Jacqueline Dürre is CARE Project Coordinator for Kurdistan-Iraq. In her blog, she writes about encounters with families who have been displaced over a year ago and still live in exile.

On my way back home from Frankfurt Airport to Bonn, the rain is drumming against the train window. My thoughts wander off to an elderly woman named Bas. I met her in the Kurdistan region of Iraq some days before. She is one of 12,000 people living in a camp named Bersive 1. Bas is one of 1.5 million people displaced in Northern Iraq. The majority of them seek refuge within the country’s own borders. After Syria and Colombia, Iraq counts the largest number of internally displaced persons worldwide.

It has become colder in Germany while I was away, I notice. And it is the same for Iraq. Last winter, the temperatures in Bersive dropped below freezing.
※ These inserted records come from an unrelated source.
//! Cache Engine Module
//!
//! Core store/retrieve/remove/scan operations over an injected backend,
//! with lazy TTL expiry, capacity enforcement through the eviction policy,
//! and a metadata index kept consistent with the backend namespace.
//!
//! The engine is fail-open: only `initialize` surfaces an error (the whole
//! subsystem is then unavailable and callers bypass it). Every other
//! operation catches failures internally, logs them, and degrades to
//! cache-miss behavior.

use std::collections::HashMap;
use std::sync::atomic::{AtomicBool, Ordering};
use std::sync::{Arc, RwLock as StdRwLock};
use std::time::Duration;

use serde::de::DeserializeOwned;
use serde::Serialize;
use tokio::sync::{Mutex, RwLock};
use tracing::{debug, info, warn};

use crate::cache::eviction::{plan_sweep, SweepPlan};
use crate::cache::index::{ItemMeta, MetadataIndex};
use crate::cache::item::{current_timestamp_ms, CacheItem, Priority};
use crate::cache::stats::{CacheStats, EngineMetrics, MetricsSnapshot};
use crate::cache::KEY_NAMESPACE;
use crate::config::{CacheConfiguration, ConfigSource, PlatformProfileSource};
use crate::error::{CacheError, Result};
use crate::platform::PlatformContextProvider;
use crate::storage::CacheBackend;

// == Store Options ==
/// Per-call options for [`CacheEngine::store`].
#[derive(Debug, Clone, Copy, Default)]
pub struct StoreOptions {
    /// TTL override; the configured default applies when `None`
    pub ttl: Option<Duration>,
    /// Eviction priority tier
    pub priority: Priority,
}

impl StoreOptions {
    pub fn with_ttl(ttl: Duration) -> Self {
        Self {
            ttl: Some(ttl),
            ..Self::default()
        }
    }

    pub fn with_priority(priority: Priority) -> Self {
        Self {
            priority,
            ..Self::default()
        }
    }

    pub fn new(ttl: Duration, priority: Priority) -> Self {
        Self {
            ttl: Some(ttl),
            priority,
        }
    }
}

// == Cache Engine ==
/// Adaptive cache engine over an injected [`CacheBackend`].
///
/// Constructed explicitly by the composition root and shared as
/// `Arc<CacheEngine<B>>`; lifecycle is `initialize()` once, operations,
/// then `dispose()` (plus aborting the cleanup task handle).
pub struct CacheEngine<B: CacheBackend> {
    backend: B,
    profiles: Arc<dyn ConfigSource>,
    /// Active configuration, re-resolved pull-based at decision points
    config: StdRwLock<CacheConfiguration>,
    /// Mirror of the backend namespace
    index: Mutex<MetadataIndex>,
    /// Per-key serialization of read-modify-write operations
    key_locks: Mutex<HashMap<String, Arc<Mutex<()>>>>,
    /// Per-key operations hold `read`; sweeps and scans hold `write`
    sweep_gate: RwLock<()>,
    metrics: EngineMetrics,
    initialized: AtomicBool,
}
And darkness falls earlier each day.

“When the rain drops are pounding against the tent these days, all the memories of violence and war are coming back to me”, Bas told me. “Than the kids huddle together and hide under the covers”, she continues. “They are so afraid. I try to stay strong and not show my fear, but in reality I think I’m the most scared of all. I just want to hide, see nothing more, hear nothing more.”

The tarpaulins in the camp aren’t resistant to all weather conditions. In the summer it becomes unbearably hot inside and in the winter it is terribly cold. But even these hardships seem to be bearable compared the memories that haunt Bas. Each of them has left a deep wound in her soul:

“They took our women and girls. They tortured and sold them. We lost so many of our loved ones. Some girls are killing themselves. They can’t live with the shame and the horror”, says Bas who is a grandmother herself. ” I wouldn’t have reached the camp without this walking stick. It was unbearably hard for me to walk the long way from Singal. My whole body hurts to this day and no medication seems to help. But at least with my walking stick, I can move a little bit around the camp.”
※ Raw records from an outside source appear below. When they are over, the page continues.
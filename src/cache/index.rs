//! Metadata Index Module
//!
//! In-memory mirror of the keys the engine has written to its backend
//! namespace, with the per-item metadata the eviction policy orders on
//! and running totals for capacity decisions.
//!
//! Invariant: the index keys equal the backend keys under the engine's
//! namespace. When they drift (a key in storage but not indexed, or the
//! reverse) the engine treats the key as a miss and self-heals on the
//! next full scan.

use std::collections::HashMap;

use crate::cache::item::{CacheItem, Priority};

// == Item Meta ==
/// Eviction-relevant metadata mirrored from a persisted [`CacheItem`].
#[derive(Debug, Clone, Copy, PartialEq, Eq)]
pub struct ItemMeta {
    pub size_bytes: u64,
    pub expires_at: u64,
    pub priority: Priority,
    pub access_count: u64,
    pub last_accessed: u64,
}

impl From<&CacheItem> for ItemMeta {
    fn from(item: &CacheItem) -> Self {
        Self {
            size_bytes: item.size_bytes,
            expires_at: item.expires_at,
            priority: item.priority,
            access_count: item.access_count,
            last_accessed: item.last_accessed,
        }
    }
}

// == Metadata Index ==
/// Key-to-metadata mirror with maintained totals.
#[derive(Debug, Default)]
pub struct MetadataIndex {
    entries: HashMap<String, ItemMeta>,
    total_bytes: u64,
}

impl MetadataIndex {
    // == Constructor ==
    /// Creates an empty index.
    pub fn new() -> Self {
        Self::default()
    }

    // == Upsert ==
    /// Inserts or replaces the metadata for a key, keeping totals current.
    pub fn upsert(&mut self, key: &str, meta: ItemMeta) {
        if let Some(previous) = self.entries.insert(key.to_string(), meta) {
            self.total_bytes = self.total_bytes.saturating_sub(previous.size_bytes);
        }
        self.total_bytes = self.total_bytes.saturating_add(meta.size_bytes);
    }

    // == Remove ==
    /// Removes a key. Removing an unknown key is a no-op.
    pub fn remove(&mut self, key: &str) -> Option<ItemMeta> {
        let removed = self.entries.remove(key);
        if let Some(meta) = removed {
            self.total_bytes = self.total_bytes.saturating_sub(meta.size_bytes);
        }
        removed
    }

    // == Lookup ==
    pub fn contains(&self, key: &str) -> bool {
        self.entries.contains_key(key)
    }

    pub fn get(&self, key: &str) -> Option<&ItemMeta> {
        self.entries.get(key)
    }

    // == Totals ==
    /// Current number of indexed items.
    pub fn item_count(&self) -> usize {
        self.entries.len()
    }

    /// Sum of `size_bytes` over all indexed items.
    pub fn total_bytes(&self) -> u64 {
        self.total_bytes
    }

    pub fn is_empty(&self) -> bool {
        self.entries.is_empty()
    }

    // == Snapshots ==
    /// Snapshot of every `(key, meta)` pair, in no particular order.
    pub fn snapshot(&self) -> Vec<(String, ItemMeta)> {
        self.entries
            .iter()
            .map(|(key, meta)| (key.clone(), *meta))
            .collect()
    }

    /// Keys whose name contains the given substring.
    pub fn keys_matching(&self, pattern: &str) -> Vec<String> {
        self.entries
            .keys()
            .filter(|key| key.contains(pattern))
            .cloned()
            .collect()
    }

    // == Rebuild ==
    /// Replaces the whole index with a freshly scanned mirror.
    ///
    /// Used by the self-healing scan after enumerating the backend.
    pub fn replace_all(&mut self, entries: HashMap<String, ItemMeta>) {
        self.total_bytes = entries.values().map(|meta| meta.size_bytes).sum();
        self.entries = entries;
    }
}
In cooperation with the German Ministry of Foreign Affairs CARE installed sanitary facilities in the camp Bersive 1. With the additional toilets and showers, the inhabitants have shorter distances to walk while fewer persons have to share one facility. CARE also set up ramps and handlebars so that Bas can enter the facilities by herself. Bas appreciates the support she gets from CARE in the camp. Her family also received some hygiene products and tableware by CARE. But the elderly lady is still worried: “There is a lot to do here. The tents are getting worn out and winter draws near. We don’t have enough warm clothes. We didn’t take anything from home. We have survived the horror. But should we die here now?” Her daughter-in-law, who is missing her husband since the flight in 2014, adds: “But all of this misery would be bearable if only we would be reunited with those we love. If I could be together with my husband I wouldn’t need anything else to be happy.”

My train arrives in Bonn; I get off and open up my umbrella. And I reflect on my visit to Bersive: We won’t be able to take away all of Bas’ and her family’s worries. But we can try to make her current situation a bit more bearable. Sometimes it doesn’t take a lot. Like this umbrella that protects me from the rain. It doesn’t stop the rain but it’s a small relief.